Exercise directions:
Return the run of lines below that opens with the line containing "each ready glTF" and closes with the line containing "pub fn mark_failed(&mut", keeping each one exact.

Task input:

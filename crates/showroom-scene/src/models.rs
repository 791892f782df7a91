//! glTF model loading and caching

use bevy::asset::LoadState;
use bevy::gltf::Gltf;
use bevy::prelude::*;
use std::collections::HashMap;

use showroom_core::{AssetCache, AssetLoadError, AssetStatus};

use crate::types::{ActiveSession, AwaitingScene, VehicleModel};
use crate::ShowroomSystems;

/// Plugin for model loading
pub struct ModelsPlugin;

impl Plugin for ModelsPlugin {
    fn build(&self, app: &mut App) {
        app.init_resource::<ModelCache>()
            .add_systems(Update, poll_model_loads.in_set(ShowroomSystems::Load));
    }
}

/// Cache of loaded model handles, shared by every session showing the same path
#[derive(Resource, Default)]
pub struct ModelCache {
    gltfs: AssetCache<Handle<Gltf>>,
    /// Scene template resolved from each ready glTF
    scenes: HashMap<String, Handle<Scene>>,
}

impl ModelCache {
    /// Handle for `path`, calling `fetch` only the first time the path is seen.
    ///
    /// A path whose load already failed returns the recorded error until
    /// [`ModelCache::retry`] evicts it.
    pub fn request(
        &mut self,
        path: &str,
        fetch: impl FnOnce(&str) -> Handle<Gltf>,
    ) -> Result<Option<Handle<Gltf>>, AssetLoadError> {
        if let Some(AssetStatus::Failed(err)) = self.gltfs.status(path) {
            return Err(err.clone());
        }
        Ok(self.gltfs.checkout(path, fetch))
    }

    /// Scene template for a requested glTF, once it has loaded.
    ///
    /// `Ok(None)` means still loading.
    pub fn resolve(
        &mut self,
        path: &str,
        gltf: &Handle<Gltf>,
        asset_server: &AssetServer,
        gltf_assets: &Assets<Gltf>,
    ) -> Result<Option<Handle<Scene>>, AssetLoadError> {
        if let Some(scene) = self.scenes.get(path) {
            return Ok(Some(scene.clone()));
        }

        match asset_server.get_load_state(gltf.id()) {
            Some(LoadState::Loaded) => {
                let Some(asset) = gltf_assets.get(gltf) else {
                    return Ok(None);
                };
                // Use the default scene, else the first one
                let scene = asset
                    .default_scene
                    .clone()
                    .or_else(|| asset.scenes.first().cloned())
                    .ok_or_else(|| AssetLoadError::NoScene {
                        path: path.to_string(),
                    })?;

                tracing::info!(path, scenes = asset.scenes.len(), "Model loaded");
                self.gltfs.mark_ready(path);
                self.scenes.insert(path.to_string(), scene.clone());
                Ok(Some(scene))
            }
            Some(LoadState::Failed(err)) => Err(AssetLoadError::Failed {
                path: path.to_string(),
                reason: err.to_string(),
            }),
            _ => Ok(None),
        }
    }

    /// Record a failure; the path is not fetched again until retried
    pub fn mark_failed(&mut self, error: AssetLoadError) {
        self.scenes.remove(error.path());
        self.gltfs.mark_failed(error);
    }

    /// Evict a failed path so the next request fetches it again
    pub fn retry(&mut self, path: &str) -> bool {
        self.scenes.remove(path);
        self.gltfs.retry(path)
    }

    pub fn is_ready(&self, path: &str) -> bool {
        self.gltfs.is_ready(path)
    }
}

/// Spawn a hidden model root for a load ticket.
///
/// The root stays hidden until the normalizer has grounded and framed it.
pub fn spawn_model_root(commands: &mut Commands, generation: u64, path: &str, gltf: Handle<Gltf>) -> Entity {
    commands
        .spawn((
            Name::new(format!("vehicle:{path}")),
            VehicleModel {
                generation,
                path: path.to_string(),
                gltf,
            },
            AwaitingScene,
            Transform::default(),
            Visibility::Hidden,
        ))
        .id()
}

/// Check loading state and instantiate scenes from loaded glTFs
fn poll_model_loads(
    mut commands: Commands,
    mut cache: ResMut<ModelCache>,
    mut session: ResMut<ActiveSession>,
    asset_server: Res<AssetServer>,
    gltf_assets: Res<Assets<Gltf>>,
    pending: Query<(Entity, &VehicleModel), With<AwaitingScene>>,
) {
    for (entity, model) in pending.iter() {
        if !session.is_current(model.generation) {
            commands.entity(entity).despawn();
            continue;
        }

        match cache.resolve(&model.path, &model.gltf, &asset_server, &gltf_assets) {
            Ok(Some(scene)) => {
                tracing::debug!(generation = model.generation, path = %model.path, "Instantiating model scene");
                commands
                    .entity(entity)
                    .remove::<AwaitingScene>()
                    .insert(SceneRoot(scene));
            }
            Ok(None) => {
                // Still loading
            }
            Err(err) => {
                cache.mark_failed(err.clone());
                session.fail(model.generation, err);
                commands.entity(entity).despawn();
            }
        }
    }
}
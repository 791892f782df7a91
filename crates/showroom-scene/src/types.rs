//! Resources and components shared by the scene plugins

use bevy::gltf::Gltf;
use bevy::prelude::*;
use std::sync::Arc;

use showroom_core::{Catalog, CatalogRepository, ColorSpec, ViewerSession};

/// The viewer session driving the scene
#[derive(Resource, Default, Deref, DerefMut)]
pub struct ActiveSession(pub ViewerSession);

/// Read-only catalog the session resolves vehicles against
#[derive(Resource, Clone)]
pub struct CatalogStore(pub Arc<dyn CatalogRepository + Send + Sync>);

impl CatalogStore {
    pub fn new(repo: impl CatalogRepository + Send + Sync + 'static) -> Self {
        Self(Arc::new(repo))
    }

    pub fn repo(&self) -> &dyn CatalogRepository {
        self.0.as_ref()
    }
}

impl Default for CatalogStore {
    fn default() -> Self {
        Self::new(Catalog::default())
    }
}

/// Requests from the UI or the host page, consumed once per frame
#[derive(Resource, Debug, Default)]
pub struct ViewerRequests {
    /// Route to navigate to (e.g. `/cars/3`)
    pub route: Option<String>,
    /// Paint color chosen by the user
    pub color: Option<ColorSpec>,
    /// Retry the failed load
    pub retry: bool,
}

impl ViewerRequests {
    pub fn navigate(&mut self, route: impl Into<String>) {
        self.route = Some(route.into());
    }

    /// Later picks in the same frame replace earlier ones
    pub fn pick_color(&mut self, color: ColorSpec) {
        self.color = Some(color);
    }
}

/// Root entity of a spawned vehicle model
#[derive(Component, Debug, Clone)]
pub struct VehicleModel {
    /// Load generation this model belongs to
    pub generation: u64,
    pub path: String,
    pub gltf: Handle<Gltf>,
}

/// Model root still waiting for its glTF to resolve to a scene
#[derive(Component)]
pub struct AwaitingScene;

/// Model root grounded and framed
#[derive(Component)]
pub struct Normalized;

/// Engine color for a catalog color
pub fn paint(color: ColorSpec) -> Color {
    let [r, g, b] = color.srgb();
    Color::srgb(r, g, b)
}

/// Latest recolor request not yet applied to the model
#[derive(Resource, Debug, Default)]
pub struct PendingRecolor(pub Option<ColorSpec>);
//! Showroom Core - Catalog types, model framing, and viewer session state
//!
//! This crate holds everything about the vehicle viewer that does not need a
//! renderer:
//! - Vehicle catalog records and route resolution
//! - Paint color parsing
//! - Bounding volume measurement and the camera framing policy
//! - Orbit camera state
//! - The path-keyed asset cache and the per-viewer session state machine

pub mod bounds;
pub mod cache;
pub mod catalog;
pub mod color;
pub mod error;
pub mod framing;
pub mod orbit;
pub mod session;

pub use bounds::{BoundingVolume, BoundsAccumulator, DegenerateGeometryError};
pub use cache::{AssetCache, AssetStatus};
pub use catalog::{Catalog, CatalogError, CatalogRepository, VehicleId, VehicleRecord, VehicleSpecs};
pub use color::{ColorError, ColorSpec};
pub use error::{AssetLoadError, SelectionError};
pub use framing::{frame, FramingParameters};
pub use orbit::OrbitState;
pub use session::{LoadTicket, NormalizationRecord, ViewerEvent, ViewerPhase, ViewerSession};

Written answer:
    /// Scene template resolved from each ready glTF
    scenes: HashMap<String, Handle<Scene>>,
}

impl ModelCache {
    /// Handle for `path`, calling `fetch` only the first time the path is seen.
    ///
    /// A path whose load already failed returns the recorded error until
    /// [`ModelCache::retry`] evicts it.
    pub fn request(
        &mut self,
        path: &str,
        fetch: impl FnOnce(&str) -> Handle<Gltf>,
    ) -> Result<Option<Handle<Gltf>>, AssetLoadError> {
        if let Some(AssetStatus::Failed(err)) = self.gltfs.status(path) {
            return Err(err.clone());
        }
        Ok(self.gltfs.checkout(path, fetch))
    }

    /// Scene template for a requested glTF, once it has loaded.
    ///
    /// `Ok(None)` means still loading.
    pub fn resolve(
        &mut self,
        path: &str,
        gltf: &Handle<Gltf>,
        asset_server: &AssetServer,
        gltf_assets: &Assets<Gltf>,
    ) -> Result<Option<Handle<Scene>>, AssetLoadError> {
        if let Some(scene) = self.scenes.get(path) {
            return Ok(Some(scene.clone()));
        }

        match asset_server.get_load_state(gltf.id()) {
            Some(LoadState::Loaded) => {
                let Some(asset) = gltf_assets.get(gltf) else {
                    return Ok(None);
                };
                // Use the default scene, else the first one
                let scene = asset
                    .default_scene
                    .clone()
                    .or_else(|| asset.scenes.first().cloned())
                    .ok_or_else(|| AssetLoadError::NoScene {
                        path: path.to_string(),
                    })?;

                tracing::info!(path, scenes = asset.scenes.len(), "Model loaded");
                self.gltfs.mark_ready(path);
                self.scenes.insert(path.to_string(), scene.clone());
                Ok(Some(scene))
            }
            Some(LoadState::Failed(err)) => Err(AssetLoadError::Failed {
                path: path.to_string(),
                reason: err.to_string(),
            }),
            _ => Ok(None),
        }
    }

    /// Record a failure; the path is not fetched again until retried
    pub fn mark_failed(&mut self, error: AssetLoadError) {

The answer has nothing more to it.